Zulu also reports that Tsvangirai has said he will not agree to anything without the support of Zimbabwean civil society and trade union. This is an interesting development, as Welshman Ncube, who supports Arthur Mutambara's wing of the MDC, had said earlier in the week that civil society would like to see someone other than Tsvangirai or Mugabe as the leader of any government of national unity.

There are interviews with Welshman Ncube, Nelson Chamisa of the Tsvangirai MDC, ZANU-PF's Chris Mutsvangwa, and lawyer Theresa Mugadza

Tuesday, July 22, 2008

BBC Coverage of Response in Harare to MOU between ZANU-PF and MDC

Brian Hungwe, writing for the BBC Africa, presents views on the street as news of yesterday's Memorandum of Understanding was signed by Mugabe, Tsvangirai, and Mutambara.

Here is Hungwe's description of the signing ceremony:

"There was a handshake and a smile, but no embrace. It appears the rivals did not want to physically commit themselves that far.

The body language failed to provide a clue as to whether the ice had really been broken in the hotel where they held a brief meeting.

Mr Mutambara seemed at ease, Mr Tsvangirai disinterested, and Mr Mugabe was, as usual, self-confident.

The handshake was a temporary triumph for South African President Thabo Mbeki and his much-criticised "quiet diplomacy" policy on Zimbabwe.

At last, the rivals had come face to face.

They signed a commitment to "end polarisation, divisions, conflict and intolerance that have characterised our country's politics."

The talks are due to be completed in two weeks."


Hungwe described the difference responses of people in Harare:

"In the townships, there is some confusion.

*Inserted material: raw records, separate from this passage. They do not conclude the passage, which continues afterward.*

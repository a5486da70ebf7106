use indicatif::{ProgressBar, ProgressStyle};
use std::sync::atomic::{AtomicUsize, Ordering};
use std::sync::Mutex;
use std::time::Duration;
use treeclosure_core::{ProgressReporter, ScanEvent};

/// Spinner that follows a scan across chunks.
pub struct CliReporter {
    bar: Mutex<Option<ProgressBar>>,
    persisted: AtomicUsize,
}

impl CliReporter {
    pub fn new() -> Self {
        Self {
            bar: Mutex::new(None),
            persisted: AtomicUsize::new(0),
        }
    }

    fn spinner(message: String) -> ProgressBar {
        let pb = ProgressBar::new_spinner();
        let style = ProgressStyle::with_template("{spinner:.cyan} {msg}")
            .unwrap_or_else(|_| ProgressStyle::default_spinner())
            .tick_chars("⠋⠙⠹⠸⠼⠴⠦⠧⠇⠏");
        pb.set_style(style);
        pb.set_message(message);
        pb.enable_steady_tick(Duration::from_millis(80));
        pb
    }

    fn set_bar(&self, pb: ProgressBar) {
        if let Ok(mut guard) = self.bar.lock() {
            if let Some(old) = guard.take() {
                old.finish_and_clear();
            }
            *guard = Some(pb);
        }
    }

    fn finish_bar(&self) {
        if let Ok(mut guard) = self.bar.lock() {
            if let Some(pb) = guard.take() {
                pb.finish_and_clear();
            }
        }
    }
}

impl ProgressReporter for CliReporter {
    fn on_event(&self, event: &ScanEvent) {
        match event {
            ScanEvent::Started { root_path } => {
                self.persisted.store(0, Ordering::Relaxed);
                self.set_bar(Self::spinner(format!("Scanning {}...", root_path)));
            }
            ScanEvent::ChunkProcessed {
                persisted,
                remaining,
                ..
            } => {
                let total = self.persisted.fetch_add(*persisted, Ordering::Relaxed) + persisted;
                if let Ok(guard) = self.bar.lock() {
                    if let Some(pb) = guard.as_ref() {
                        pb.set_message(format!(
                            "Scanning... {} items persisted, {} queued",
                            total, remaining
                        ));
                    }
                }
            }
            ScanEvent::Completed {
                total_items,
                duration_secs,
            } => {
                self.finish_bar();
                eprintln!(
                    "  \x1b[32m✓\x1b[0m Scan complete: {} items in {:.2}s",
                    total_items,
                    duration_secs.unwrap_or_default()
                );
            }
        }
    }
}
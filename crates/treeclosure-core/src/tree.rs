use crate::storage::models::{Node, SubtreeEntry};
use ahash::AHashMap;
use serde::Serialize;

/// A node with its children nested below it, for tree output.
#[derive(Debug, Clone, PartialEq, Serialize)]
pub struct TreeNode {
    #[serde(flatten)]
    pub node: Node,
    pub depth: i64,
    pub children: Vec<TreeNode>,
}

impl TreeNode {
    /// Number of nodes in this subtree, itself included.
    pub fn len(&self) -> usize {
        1 + self.children.iter().map(TreeNode::len).sum::<usize>()
    }

    pub fn is_leaf(&self) -> bool {
        self.children.is_empty()
    }

    fn sort_children(&mut self) {
        self.children.sort_by(|a, b| a.node.name.cmp(&b.node.name));
        for child in &mut self.children {
            child.sort_children();
        }
    }
}

/// Nests a flat subtree listing (as returned by `Database::get_subtree`)
/// under its depth-0 entry. Returns `None` when there is no depth-0 entry,
/// which is the case for a file queried as a subtree root.
///
/// Entries must be ordered by depth so every parent precedes its children.
pub fn build_nested_tree(entries: Vec<SubtreeEntry>) -> Option<TreeNode> {
    let root_id = entries.iter().find(|e| e.depth == 0)?.node.id;

    let mut index_by_id: AHashMap<i64, usize> = AHashMap::with_capacity(entries.len());
    let mut slots: Vec<Option<TreeNode>> = Vec::with_capacity(entries.len());
    for entry in entries {
        index_by_id.insert(entry.node.id, slots.len());
        slots.push(Some(TreeNode {
            node: entry.node,
            depth: entry.depth,
            children: Vec::new(),
        }));
    }

    // Deepest first, so each child is complete before it moves into its parent.
    for index in (0..slots.len()).rev() {
        let parent_index = match slots[index].as_ref() {
            Some(tree) if tree.node.id != root_id => tree
                .node
                .parent_id
                .and_then(|parent_id| index_by_id.get(&parent_id).copied()),
            _ => None,
        };
        let Some(parent_index) = parent_index else {
            continue;
        };
        if let Some(child) = slots[index].take() {
            if let Some(parent) = slots[parent_index].as_mut() {
                parent.children.push(child);
            }
        }
    }

    let root_index = index_by_id.get(&root_id).copied()?;
    let mut root = slots[root_index].take()?;
    root.sort_children();
    Some(root)
}

#[cfg(test)]
mod tests {
    use super::*;
    use crate::storage::models::NodeType;

    fn entry(id: i64, name: &str, node_type: NodeType, parent_id: Option<i64>, depth: i64) -> SubtreeEntry {
        SubtreeEntry {
            node: Node {
                id,
                path: format!("/r/{name}"),
                name: name.to_string(),
                node_type,
                size: 0,
                node_count: 1,
                parent_id,
                last_modified: None,
                last_scanned: String::new(),
            },
            depth,
        }
    }

    #[test]
    fn test_nests_entries_under_their_parents() {
        let entries = vec![
            entry(1, "r", NodeType::Dir, None, 0),
            entry(3, "b", NodeType::Dir, Some(1), 1),
            entry(2, "a.txt", NodeType::File, Some(1), 1),
            entry(4, "c.txt", NodeType::File, Some(3), 2),
        ];

        let tree = build_nested_tree(entries).unwrap();
        assert_eq!(tree.node.id, 1);
        assert_eq!(tree.len(), 4);
        let names: Vec<&str> = tree.children.iter().map(|c| c.node.name.as_str()).collect();
        assert_eq!(names, vec!["a.txt", "b"]);
        assert!(tree.children[0].is_leaf());
        assert_eq!(tree.children[1].children[0].node.id, 4);
        assert_eq!(tree.children[1].children[0].depth, 2);
    }

    #[test]
    fn test_subtree_root_with_parent_stays_root() {
        let entries = vec![
            entry(3, "b", NodeType::Dir, Some(1), 0),
            entry(4, "c.txt", NodeType::File, Some(3), 1),
        ];
        let tree = build_nested_tree(entries).unwrap();
        assert_eq!(tree.node.id, 3);
        assert_eq!(tree.children.len(), 1);
    }

    #[test]
    fn test_no_depth_zero_entry_yields_none() {
        assert!(build_nested_tree(Vec::new()).is_none());
        let entries = vec![entry(4, "c.txt", NodeType::File, Some(3), 1)];
        assert!(build_nested_tree(entries).is_none());
    }

    #[test]
    fn test_nested_tree_serializes_flat_node_fields() {
        let tree = build_nested_tree(vec![entry(1, "r", NodeType::Dir, None, 0)]).unwrap();
        let json = serde_json::to_value(&tree).unwrap();
        assert_eq!(json["id"], 1);
        assert_eq!(json["type"], "dir");
        assert_eq!(json["depth"], 0);
        assert!(json["children"].as_array().unwrap().is_empty());
    }
}
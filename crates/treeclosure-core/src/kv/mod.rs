//! Blob key-value stores backing the queue snapshot, scan status and the
//! continuation registry.

#[cfg(feature = "rocksdb")]
pub mod rocks;
pub mod sqlite;

use crate::error::Result;
use dashmap::DashMap;

#[cfg(feature = "rocksdb")]
pub use rocks::RocksKv;

pub trait KvStore {
    fn get(&self, key: &str) -> Result<Option<Vec<u8>>>;
    /// Overwrites any previous value under `key`.
    fn set(&self, key: &str, value: &[u8]) -> Result<()>;
    /// Deleting a missing key is not an error.
    fn delete(&self, key: &str) -> Result<()>;
}

/// Process-local store. Contents vanish with the process.
#[derive(Debug, Default)]
pub struct MemoryKv {
    entries: DashMap<String, Vec<u8>>,
}

impl MemoryKv {
    pub fn new() -> Self {
        Self::default()
    }

    pub fn len(&self) -> usize {
        self.entries.len()
    }

    pub fn is_empty(&self) -> bool {
        self.entries.is_empty()
    }
}

impl KvStore for MemoryKv {
    fn get(&self, key: &str) -> Result<Option<Vec<u8>>> {
        Ok(self.entries.get(key).map(|entry| entry.value().clone()))
    }

    fn set(&self, key: &str, value: &[u8]) -> Result<()> {
        self.entries.insert(key.to_string(), value.to_vec());
        Ok(())
    }

    fn delete(&self, key: &str) -> Result<()> {
        self.entries.remove(key);
        Ok(())
    }
}

#[cfg(test)]
mod tests {
    use super::*;

    #[test]
    fn test_memory_kv_overwrites_and_deletes() {
        let kv = MemoryKv::new();
        assert!(kv.get("queue").unwrap().is_none());

        kv.set("queue", b"first").unwrap();
        kv.set("queue", b"second").unwrap();
        assert_eq!(kv.get("queue").unwrap().as_deref(), Some(&b"second"[..]));
        assert_eq!(kv.len(), 1);

        kv.delete("queue").unwrap();
        kv.delete("queue").unwrap();
        assert!(kv.is_empty());
    }
}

"We wait and see, it's difficult to trust Mr Mugabe," says Caleb, 34, from Chitungwiza, a dormitory town just south of Harare.

But Mudiwa, of Highfields said: "We trust all our leaders, we hope whatever they will debate, is good for us all."

"This is not the time to outdo one another, but to think about the suffering of the ordinary people."

Around the streets of Harare, the news came as a shock to many.

It drew laughter from those who thought it was a hoax, but excitement from others.

A security officer at a local hotel said people were looking forward to making sure "people are having enough food and they are having enough medication from the hospitals".

Taxi driver Johannes Phiri said: "I am quite happy, what's has been happening was very bad."

"With the agreement, everything will be all right so that we can survive and lead our normal lives again.""

Perhaps the most telling response was from a rural Zimbabwean who lost three brothers in the political violence during the campaigning for the last election:

"Leslie Madamombe of Mashonaland Central province lost three brothers a week before the country's 27 June presidential run-off.

One was shot point-blank and the others forced to drink a lethal Chinese paraquat herbicide by militias from the ruling Zanu-PF party.

"[The agreement] should have happened long back," he says. "Nothing will ever bring my three dead brothers back."

Leslie's mother and elder brother Hilton still fear for their lives, guarded by armed police at a Harare hospital.

"I'm bitter, but I however look forward with hope," he says."